#### Task item
Which lines below contain the word "OwnedDecoder"? Copy each one.

============================================================

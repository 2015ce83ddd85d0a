//! Streams one column's row range across block boundaries.
//!
//! The cursor holds a strong cache handle only for the block it is currently
//! decoding; finished blocks are released immediately. Abandoning a cursor
//! mid-block goes through the decode state machine's terminate path.

use std::sync::Arc;

use quarry_core::error::{Error, Result};
use quarry_core::id::BlockIndex;
use quarry_core::value::Value;

use crate::block::{decode_step, skip_step, DecodeProgress, ResumeTag};
use crate::cache::{BlockCache, BlockKey};
use crate::file::{BlockFileReader, LoadedBlock};

/// A restartable decoder that owns its block handle (unlike the borrowing
/// `DecodeHandle`), so it can live inside a long-lived cursor.
struct OwnedDecoder {
    block: Arc<LoadedBlock>,
    progress: DecodeProgress,
}

impl OwnedDecoder {
    fn new(block: Arc<LoadedBlock>) -> Self {
        Self {
            block,
            progress: DecodeProgress::new(),
        }
    }

    fn remaining(&self) -> u64 {
        if self.progress.is_done() {
            0
        } else {
            self.block.info.element_count - self.progress.produced
        }
    }

    fn fill(&mut self, out: &mut Vec<Value>, n: usize) -> Result<usize> {
        let mut produced = 0;
        while produced < n {
            match decode_step(&self.block.info, &self.block.bytes, &mut self.progress)? {
                Some(v) => {
                    out.push(v);
                    produced += 1;
                }
                None => break,
            }
        }
        Ok(produced)
    }

    fn skip(&mut self, n: usize) -> Result<usize> {
        let mut skipped = 0;
        while skipped < n {
            if !skip_step(&self.block.info, &self.block.bytes, &mut self.progress)? {
                break;
            }
            skipped += 1;
        }
        Ok(skipped)
    }

    fn terminate(&mut self) {
        if !self.progress.is_done() {
            tracing::trace!(
                produced = self.progress.produced,
                of = self.block.info.element_count,
                "terminating block decode early"
            );
        }
        self.progress.tag = ResumeTag::Done;
    }
}

impl Drop for OwnedDecoder {
    fn drop(&mut self) {
        // A consumer abandoning the cursor before end-of-stream must unwind
        // the in-flight decode explicitly rather than leak its state.
        self.terminate();
    }
}

/// Streams `[row_begin, row_end)` of one column file.
pub struct ColumnCursor {
    reader: Arc<BlockFileReader>,
    cache: Arc<BlockCache>,
    next_block: usize,
    pending_skip: u64,
    rows_left: u64,
    current: Option<OwnedDecoder>,
}

impl ColumnCursor {
    pub fn new(
        reader: Arc<BlockFileReader>,
        cache: Arc<BlockCache>,
        row_begin: u64,
        row_end: u64,
    ) -> Result<Self> {
        if row_begin > row_end || row_end > reader.total_rows() {
            return Err(Error::Shape(format!(
                "row range {row_begin}..{row_end} out of bounds for {} rows in {}",
                reader.total_rows(),
                reader.path().display()
            )));
        }

        let (next_block, pending_skip) = if row_begin == row_end {
            (reader.num_blocks(), 0)
        } else {
            // row_begin < total_rows here, so the block lookup succeeds.
            let block = reader
                .block_containing(row_begin)
                .ok_or_else(|| Error::Invariant("row range check failed".to_string()))?;
            let first = reader
                .first_row(block)
                .ok_or_else(|| Error::Invariant("missing block entry".to_string()))?;
            (block, row_begin - first)
        };

        Ok(Self {
            reader,
            cache,
            next_block,
            pending_skip,
            rows_left: row_end - row_begin,
            current: None,
        })
    }

    /// Rows not yet produced.
    pub fn remaining(&self) -> u64 {
        self.rows_left
    }

    /// Decode up to `n` rows into `out`, crossing block boundaries as needed.
    /// Short only when the row range is exhausted.
    pub fn fill(&mut self, out: &mut Vec<Value>, n: usize) -> Result<usize> {
        let mut produced = 0usize;
        while produced < n && self.rows_left > 0 {
            if self.current.is_none() {
                let block = self.next_block;
                let loaded = self.cache.get_or_load(
                    BlockKey {
                        file: self.reader.path().to_path_buf(),
                        block: BlockIndex::new(block as u64),
                    },
                    || self.reader.load_block(block),
                )?;
                let mut decoder = OwnedDecoder::new(loaded);
                if self.pending_skip > 0 {
                    decoder.skip(self.pending_skip as usize)?;
                    self.pending_skip = 0;
                }
                self.current = Some(decoder);
            }

            let decoder = self.current.as_mut().expect("decoder just installed");
            let want = (n - produced).min(self.rows_left as usize);
            let got = decoder.fill(out, want)?;
            produced += got;
            self.rows_left -= got as u64;

            if decoder.remaining() == 0 {
                self.current = None;
                self.next_block += 1;
            } else if got == 0 {
                return Err(Error::Decode(format!(
                    "block decode stalled in {}",
                    self.reader.path().display()
                )));
            }
        }
        Ok(produced)
    }

    /// Abandon the cursor: unwind any in-flight decode and release the block.
    pub fn terminate(&mut self) {
        if let Some(mut decoder) = self.current.take() {
            decoder.terminate();
        }
        self.rows_left = 0;
        self.next_block = self.reader.num_blocks();
    }
}

#[cfg(test)]
mod tests {
    use super::*;
    use crate::file::BlockFileWriter;
    use std::path::PathBuf;

    fn write_column(name: &str, blocks: &[Vec<i64>]) -> PathBuf {
        let dir = std::env::temp_dir().join(format!("quarry-cursor-test-{}", std::process::id()));
        std::fs::create_dir_all(&dir).unwrap();
        let path = dir.join(name);
        let mut writer = BlockFileWriter::create(&path).unwrap();
        for block in blocks {
            let values: Vec<Value> = block.iter().map(|v| Value::Int(*v)).collect();
            writer.write_block(&values).unwrap();
        }
        writer.finish().unwrap();
        path
    }

    #[test]
    fn fill_crosses_block_boundaries() {
        let path = write_column(
            "cross.qry",
            &[(0..40).collect(), (40..80).collect(), (80..100).collect()],
        );
        let reader = Arc::new(BlockFileReader::open(&path).unwrap());
        let cache = Arc::new(BlockCache::new(64));

        let mut cursor = ColumnCursor::new(reader, cache, 0, 100).unwrap();
        let mut out = Vec::new();
        // Odd batch size forces mid-block suspension and resumption.
        while cursor.fill(&mut out, 7).unwrap() > 0 {}
        let expected: Vec<Value> = (0..100).map(Value::Int).collect();
        assert_eq!(out, expected);

        std::fs::remove_file(&path).unwrap();
    }

    #[test]
    fn range_skips_into_first_block() {
        let path = write_column("skip.qry", &[(0..50).collect(), (50..90).collect()]);
        let reader = Arc::new(BlockFileReader::open(&path).unwrap());
        let cache = Arc::new(BlockCache::new(64));

        let mut cursor = ColumnCursor::new(reader, cache, 35, 60).unwrap();
        let mut out = Vec::new();
        let got = cursor.fill(&mut out, 1000).unwrap();
        assert_eq!(got, 25);
        let expected: Vec<Value> = (35..60).map(Value::Int).collect();
        assert_eq!(out, expected);

        std::fs::remove_file(&path).unwrap();
    }

    #[test]
    fn terminate_releases_block() {
        let path = write_column("term.qry", &[(0..64).collect()]);
        let reader = Arc::new(BlockFileReader::open(&path).unwrap());
        let cache = Arc::new(BlockCache::new(1024));

        let mut cursor = ColumnCursor::new(reader, Arc::clone(&cache), 0, 64).unwrap();
        let mut out = Vec::new();
        cursor.fill(&mut out, 10).unwrap();
        cursor.terminate();
        assert_eq!(cursor.remaining(), 0);
        assert_eq!(cursor.fill(&mut out, 10).unwrap(), 0);

        // The cursor held the only strong handle; the entry is expired now.
        cache.sweep_now();
        assert_eq!(cache.len(), 0);

        std::fs::remove_file(&path).unwrap();
    }

    #[test]
    fn empty_range_is_fine() {
        let path = write_column("empty.qry", &[(0..10).collect()]);
        let reader = Arc::new(BlockFileReader::open(&path).unwrap());
        let cache = Arc::new(BlockCache::new(64));
        let mut cursor = ColumnCursor::new(reader, cache, 10, 10).unwrap();
        let mut out = Vec::new();
        assert_eq!(cursor.fill(&mut out, 5).unwrap(), 0);
        std::fs::remove_file(&path).unwrap();
    }
}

============================================================

#### Answer to this problem
struct OwnedDecoder {
impl OwnedDecoder {
impl Drop for OwnedDecoder {
    current: Option<OwnedDecoder>,
                let mut decoder = OwnedDecoder::new(loaded);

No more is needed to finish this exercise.